Dr. Gabrin, a supporter of the Foundation for Osteopathic Emergency Physicians (FOEM), was a graduate of the Philadelphia College of Osteopathic Emergency Physicians. He served in the United States Navy Medical Corps, where he was honored with a Navy Achievement Medal. Although his career was primarily focused on clinical care, he was the director of the emergency department at Millington Naval Hospital and served as chief resident and subsequently as a resident trainer for the Northeast Ohio Consortium Emergency Residency Program. A two-time cancer survivor, Dr. Gabrin wrote the book Back from Burnout: Seven Steps to Healing from Compassion Fatigue and Rediscovering (Y)our Heart of Care.


  1. What were his symptoms attributed to the virus?. Did he test positive? Sounds as though he had a cardiac event. Why classify this as a Cotona death?
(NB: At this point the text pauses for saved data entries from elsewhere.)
//! Application struct that encapsulates server assembly and serving logic.

use std::net::SocketAddr;
use std::sync::Arc;
use std::time::{Duration, Instant};

use arc_swap::ArcSwap;
use payrail_core::cache::CacheManager;
use payrail_core::config::Config;
use payrail_core::rate_limit::RateLimiter;
use payrail_core::rls::RlsSessionBinder;
use payrail_core::tenant::{PgTenantDirectory, TenantResolver};
use payrail_store::{KeyValueStore, MemoryStore, RedisStore};
use sqlx::postgres::PgPoolOptions;

use crate::cli::RunArgs;

pub struct Application {
    config: Arc<ArcSwap<Config>>,
    app_router: axum::Router,
}

impl Application {
    /// Build the application from CLI args: load config, connect the store
    /// and database, and assemble the middleware stack.
    pub async fn build(args: &RunArgs) -> anyhow::Result<Self> {
        // Load config
        let mut config = Config::load(&args.config).unwrap_or_else(|e| {
            tracing::warn!(
                "Failed to load config from '{}': {e}, using defaults",
                args.config
            );
            Config::default()
        });

        // CLI overrides
        if let Some(ref host) = args.host {
            config.host = host.clone();
        }
        if let Some(port) = args.port {
            config.port = port;
        }

        // Shared store. Redis being down at boot must not keep the API from
        // serving: the traffic-control layers fail open per process instead.
        let store: Arc<dyn KeyValueStore> =
            match RedisStore::connect(&config.redis.url, config.redis.key_prefix.clone()).await {
                Ok(store) => {
                    tracing::info!("Connected to redis at {}", config.redis.url);
                    Arc::new(store)
                }
                Err(e) => {
                    tracing::warn!(
                        "Redis unavailable ({e}), falling back to the in-process store; \
                         rate limits and cache are per-instance until restart"
                    );
                    Arc::new(MemoryStore::new())
                }
            };

        // Database pool; connections are established lazily on first use.
        let pool = PgPoolOptions::new()
            .max_connections(config.database.max_connections)
            .acquire_timeout(Duration::from_secs(config.database.acquire_timeout_secs))
            .connect_lazy(&config.database.url)?;

        let directory = Arc::new(PgTenantDirectory::new(pool.clone()));
        let resolver = Arc::new(TenantResolver::new(
            directory,
            config.auth.usage_queue_capacity,
        ));
        let rate_limiter = Arc::new(RateLimiter::new(store.clone(), &config.rate_limit));
        let cache = Arc::new(CacheManager::new(store, &config.cache));
        let rls = Arc::new(RlsSessionBinder::new(pool));

        let config = Arc::new(ArcSwap::from_pointee(config));
        let state = payrail_server::AppState {
            config: config.clone(),
            cache,
            rate_limiter,
            resolver,
            rls,
            start_time: Instant::now(),
        };
        let app_router = payrail_server::build_router(state);

        Ok(Self { config, app_router })
    }

    /// Bind, serve HTTP, and drain gracefully on SIGINT/SIGTERM.
    pub async fn serve(self) -> anyhow::Result<()> {
        let cfg = self.config.load();
        let addr = format!("{}:{}", cfg.host, cfg.port);

        tracing::info!("Starting HTTP server on {addr}");
        let listener = tokio::net::TcpListener::bind(&addr).await?;

        axum::serve(
            listener,
            self.app_router
                .into_make_service_with_connect_info::<SocketAddr>(),
        )
        .with_graceful_shutdown(shutdown_signal())
        .await?;

        tracing::info!("Server shut down.");
        Ok(())
    }
}

async fn shutdown_signal() {
    let ctrl_c = async {
        let _ = tokio::signal::ctrl_c().await;
    };

    #[cfg(unix)]
    let terminate = async {
        match tokio::signal::unix::signal(tokio::signal::unix::SignalKind::terminate()) {
            Ok(mut signal) => {
                signal.recv().await;
            }
            Err(e) => {
                tracing::error!("Failed to install SIGTERM handler: {e}");
                std::future::pending::<()>().await;
            }
        }
    };

    #[cfg(not(unix))]
    let terminate = std::future::pending::<()>();

    tokio::select! {
        _ = ctrl_c => {}
        _ = terminate => {}
    }
    tracing::info!("Shutdown signal received, draining connections...");
}
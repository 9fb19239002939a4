use std::time::Duration;

use async_trait::async_trait;

/// Failure talking to the external store.
///
/// Callers at subsystem boundaries (rate limiter, cache) are expected to
/// catch these and degrade rather than propagate them to the client.
#[derive(Debug, thiserror::Error)]
pub enum StoreError {
    #[error("store unavailable: {0}")]
    Unavailable(String),

    #[error("store protocol error: {0}")]
    Protocol(String),
}

/// Operations the traffic-control core needs from a shared key-value store.
///
/// The sliding-window and lock operations must be atomic with respect to
/// other processes sharing the same store; in-process synchronization is not
/// enough in a horizontally-scaled deployment.
#[async_trait]
pub trait KeyValueStore: Send + Sync {
    /// Atomically: prune window entries scored below `cutoff_ms`, record a
    /// new entry for `member` scored at `now_ms`, refresh the window's TTL,
    /// and return the resulting entry count.
    ///
    /// `member` must be unique per call so concurrent requests landing on the
    /// same millisecond are counted separately.
    async fn window_record(
        &self,
        key: &str,
        cutoff_ms: i64,
        now_ms: i64,
        member: &str,
        ttl: Duration,
    ) -> Result<u64, StoreError>;

    /// Prune and count a window without recording a new entry.
    async fn window_count(&self, key: &str, cutoff_ms: i64) -> Result<u64, StoreError>;

    async fn get(&self, key: &str) -> Result<Option<String>, StoreError>;

    /// Store `value` under `key`. `ttl = None` stores without expiration.
    async fn set(&self, key: &str, value: &str, ttl: Option<Duration>) -> Result<(), StoreError>;

    /// Delete the given keys, returning how many existed.
    async fn delete(&self, keys: &[String]) -> Result<u64, StoreError>;

    /// Delete every key matching a glob-style pattern, returning the count.
    async fn delete_matching(&self, pattern: &str) -> Result<u64, StoreError>;

    /// Add `member` to the set at `key`.
    ///
    /// When `ttl` is given, the set's expiration is raised to it only if that
    /// is longer than whatever currently remains (monotonic); when `ttl` is
    /// `None` the set is made persistent.
    async fn set_add(&self, key: &str, member: &str, ttl: Option<Duration>)
    -> Result<(), StoreError>;

    async fn set_members(&self, key: &str) -> Result<Vec<String>, StoreError>;

    /// Set-if-absent with TTL. Returns true when `key` was free and is now
    /// held with `token`; the entry self-expires after `ttl` if never
    /// released.
    async fn try_acquire(&self, key: &str, token: &str, ttl: Duration)
    -> Result<bool, StoreError>;

    /// Drop a lock entry. Releasing a lock that already expired is a no-op.
    async fn release(&self, key: &str) -> Result<(), StoreError>;
}
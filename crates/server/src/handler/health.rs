use crate::AppState;
use axum::Json;
use axum::extract::State;
use axum::response::IntoResponse;

pub async fn health(State(state): State<AppState>) -> impl IntoResponse {
    Json(serde_json::json!({
        "status": "ok",
        "version": env!("CARGO_PKG_VERSION"),
        "uptime-secs": state.start_time.elapsed().as_secs(),
    }))
}
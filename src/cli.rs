//! CLI argument parsing with subcommand architecture.

use clap::{Parser, Subcommand};

#[derive(Parser)]
#[command(name = "payrail", version, about = "Payment orchestration API server")]
pub struct Cli {
    #[command(subcommand)]
    pub command: Option<Command>,
}

#[derive(Subcommand)]
pub enum Command {
    /// Run the API server (default when no subcommand is given)
    Run(RunArgs),
}

#[derive(Parser, Debug)]
pub struct RunArgs {
    /// Path to config file
    #[arg(short, long, default_value = "config.yaml", env = "PAYRAIL_CONFIG")]
    pub config: String,

    /// Listen host
    #[arg(long, env = "PAYRAIL_HOST")]
    pub host: Option<String>,

    /// Listen port
    #[arg(long, env = "PAYRAIL_PORT")]
    pub port: Option<u16>,

    /// Log level
    #[arg(long, default_value = "info", env = "PAYRAIL_LOG_LEVEL")]
    pub log_level: String,
}

impl Default for RunArgs {
    fn default() -> Self {
        Self {
            config: "config.yaml".to_string(),
            host: None,
            port: None,
            log_level: "info".to_string(),
        }
    }
}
    1. Because the virus causes a profound inflammatory reaction which disrupts plaque leading to MI. But the initial cause was the viral inflammation. There is also emerging data about cardiomyopathy from the virus but the suddenness here suggests MI brought on by the virus. This is seen in flu as well but worse with this virus. So sad-what a great loss

    2. Yes, as Dr Holt mentioned, coronavirus has been associated with cardiovascular complications such as myocarditis, arrhythmias and possibly MI. It’s discussed in a JAMA cardiology article (https://jamanetwork.com/journals/jamacardiology/fullarticle/2763846).

      I work in ER as well, and know of a case going to cath lab and later confirmed to have COVID-19. Sure, anecdotal and does not demonstrate a cause-effect relationship, but hopefully more studies are underway.

      In any event, my prayers to Dr Gabrin and his family.

  2. Sounds to me the the hypotension associated with the COVID 19 infection uncovered silent coronary ischemic “chest pain”. CIrculatory collapse is what is killing most of these individuals. In his loss maybe we can look into ourselfs and realize WE are not invincible and start taking better care of OUSELVES. God rest your soul and thanks for the teaching!

    1. I think you’re right .Maybe we are not as invincible as we think.
      Take the time to take care of yourself !

      Work Hard and Play Hard !

  3. This is very sad. God bless him and his family. For me it also brings up frustration that most of us doctors follow only the most traditional guidelines as to treatment. After years of research I am wondering how many patients could be saved if we added alternative modalities into the treatment mix. For years I have treated patients who have viral illnesses with high doses of vitamin C, along with D3, zinc, melatonin, quercetin, probiotics, Vitamin A (Retinol), selenium and others that have been shown to stop viral replication and shorten the illness. We are missing the boat if we do not treat early and aggressively with these nutraceuticals along with anything else we see as appropriate (even IV vitamin C etc). There are many papers out there that confirm this. I hope this helps others consider these options.

  4. I would like to thank Dr Gabrin for his dedication to his patients and our country he will not be forgotten. Doctors like him should be an inspiration to the rest of us as we face this crisis together. I will keep him his husband and family in my prayers.

  5. Frank and I trained together in the SICU at St. Luke’s Hospital in Cleveland. Frank a resident, I a medical student. He was an amazing person! Compassionate and caring. He taught me a great deal about ICU invasive procedures and caring for the critically ill. I remember him fondly and grieve his/our loss. RIP dear friend, you are missed.